# Exercise 2 | TKO_7092 Evaluation of Machine Learning Methods 2025
## deadline: 12.2.2025 - 23:59

Regarding any questions about this exercise, please contact course assistant Jonne Pohjankukka (jjepoh@utu.fi)

********************************************

Student name: Emil Hellberg

Student number: 1901299

Student email: ephell@utu.fi

********************************************

## Water permeability prediction in forestry <br>

In this task, the client wants you to estimate the spatial prediction performance of K-nearest neighbor regression model with K=7 (7NN), using spatial leave-one-out cross-validation (i.e. SKCV, with number of folds == number of data points). The client wants you to use the C-index as the performance measure.  

In other words, the client wants you to answer the question: "What happens to the prediction performance of water permeability using 7-nearest neighbor regression model, when the geographical distance between known data and unknown data increases?".

In this task, you have three data files available (with 1691 data points): 

- input.csv, contains the 75 predictor features. 
- output.csv, contains the water permebility values. 
- coordinates.csv, contains the corresponding geographical coordinate locations of the data points. The unit of the coordinates is metre, and you can use Euclidean distance to calculate distances between the coordinate points. 

Implement the following tasks to complete this exercise:

********************************************

#### 1. Z-score standardize the predictor features (input.csv). 

#### 2. Perform spatial leave-one-out cross-validation with 7NN model for the provided data set (refer to the lectures 3.1.3 and 3.1.4 in 'Evaluating spatial models with spatial cross-validation' for help). Estimate the water permeability prediction performance (using 7NN model and C-index) with the following distance parameter values: d = 0, 20, 40, ..., 300 (that is, 20 meter intervals from 0m to 300m). 

#### 3. When you have calculated the C-index performance measure for each value of d, visualize the results with the C-index (y-axis) as a function of d (x-axis).

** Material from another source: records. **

use axum::{
    Json, Router,
    extract::{Extension, Path, State},
    http::StatusCode,
    middleware,
    response::{IntoResponse, Response},
    routing::{get, post},
};
use controller::{ControllerError, ListNowOutcome, SmartListingController, SubmitHandler};
use credentials::CredentialSet;
use items::{ItemStore, ItemStoreError, MemoryItemStore};
use jobs::{BulkOp, JobQueue};
use metrics_exporter_prometheus::{PrometheusBuilder, PrometheusHandle};
use models::{ApiError, InventoryItem, Marketplace, PreflightResult, ValidationIssue};
use oracle::{FillOracle, oracle_from_env};
use orchestrator::{
    BulkReport, CrosslistReport, DelistReport, ListOptions, NOT_CONNECTED, Orchestrator,
    OrchestratorError, SyncReport,
};
use preflight::{FixMode, PreflightValidator, ValidationContext};
use security::{AuthContext, AuthState, require_api_auth};
use serde::{Deserialize, Serialize};
use serde_json::json;
use std::{collections::HashMap, net::SocketAddr, sync::Arc};
use tokio::sync::Mutex;
use tower_http::{
    cors::{Any, CorsLayer},
    trace::TraceLayer,
};
use tracing::{error, info};
use tracing_subscriber::{EnvFilter, fmt};
use uuid::Uuid;

#[tokio::main]
async fn main() {
    if let Err(err) = run().await {
        error!(target = "crosslist.api", "server crashed: {err}");
    }
}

********************************************

Your .ipynb-file must include the following: 

- Your own implementation of the spatial leave-one-out cross-validation for the current task. You can use third-party libraries (e.g. Scikit-learn) if you want for implementing e.g. the 7-nearest neighbor. Also, try to follow good programming practices and add comments to relevant parts of your code explaining what you are doing and why.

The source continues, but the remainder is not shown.